O indiciamento de Bolsonaro por golpismo recebeu defesa morna de aliados — "para fingir que se importam", nas palavras de um de seus asseclas. No Xwitter, 23 dos 93 deputados federais do PL criticaram a PF nas 24 horas seguintes ao caso — alguns de forma genérica, sem sequer uma menção ao ex-presidente. No Instagram, outros 43 parlamentares da sigla também o apoiaram, mas sem grande ênfase. Um congressista do PL avalia que metade do grupo bolsonarista da sigla — estimado em dois terços dos parlamentares — está disposta a romper com o ex-presidente se surgir uma liderança forte para enfrentar o PT em 2026.
Segundo a Folha, a revelação do plano de assassinatos impactou mais o Congresso do que a divulgação dos 37 indiciados por golpismo. Boa parte dos nomes da lista já era esperada, mas não as evidências da trama para executar um presidente eleito, seu vice e um ministro da Suprema Corte. Avalia-se que a mera cogitação de usar aparato estatal para cometer assassinatos políticos é algo inimaginável, só encontrando paralelo nos anos de chumbo.
Os 55 áudios aos quais o Fantástico teve acesso deram fornecem detalhes das ações golpistas e confirmam o protagonismo do general Mario Fernandes. que tinha um roteiro para deputados bolsonaristas usarem durante a CPMI do 8 de Janeiro. O documento de três páginas descreve estratégias para criar uma narrativa em relação aos movimentos do envolvidos.
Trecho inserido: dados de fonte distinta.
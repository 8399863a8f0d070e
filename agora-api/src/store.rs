use std::collections::HashSet;

use async_trait::async_trait;

use crate::{ClaimId, CommentRecord, UserId};

/// The hosted backend, as seen from the discussion core
///
/// Filtering, pagination and auth all happen behind this trait; callers get
/// back flat snapshots.
#[async_trait]
pub trait Store: Send + Sync {
    /// All comments attached to `claim`, in storage order
    async fn comments_for(&self, claim: ClaimId) -> anyhow::Result<Vec<CommentRecord>>;

    /// Users that `user` has blocked
    async fn blocked_by(&self, user: UserId) -> anyhow::Result<HashSet<UserId>>;
}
Em uma live no perfil do ex-ministro do Turismo, Bolsonaro ironizou as investigações. O general Braga Netto, igualmente denunciado por envolvimento no plano de execuções, afirmou que nunca se tratou de golpe, muito menos de assassinar alguém.
A esta altura, impõe-se uma reflexão: foi para isso que lutamos tanto pelas "Diretas Já"? É fato que, pior que nossos políticos, só mesmo um eleitorado que repete os erros a cada eleição, esperando um resultado diferente.
Ao contrário do sertanejo que optou por amputar a própria mão para não perder a vida, Bolsonaro escolheu cavar mais fundo em busca do caminho que o eternizaria no poder, mas que, pavimentado por uma fieira de crimes que não para de crescer, deverá levá-lo a ver o sol nascer quadrado. E quanto antes isso acontecer, tanto melhor.